__Task objective__. Return only the lines from the one containing "pub mod tests;" to the end of the entries below, exactly as written, both ends included.

__Records provided__.
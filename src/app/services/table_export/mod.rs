//! Tabular export of assembled budget tables
//!
//! The parser's tables are plain column vectors; this module packages them
//! as polars DataFrames and writes them to CSV or Parquet. An optional
//! simulation start date anchors the elapsed-time column to calendar dates.

pub mod frame;
pub mod writer;

#[cfg(test)]
pub mod tests;

// Re-export main types for easy access
pub use frame::budget_frame;
pub use writer::{TableFormat, TableWriter};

__Output below__.
pub mod tests;

// Re-export main types for easy access
pub use frame::budget_frame;
pub use writer::{TableFormat, TableWriter};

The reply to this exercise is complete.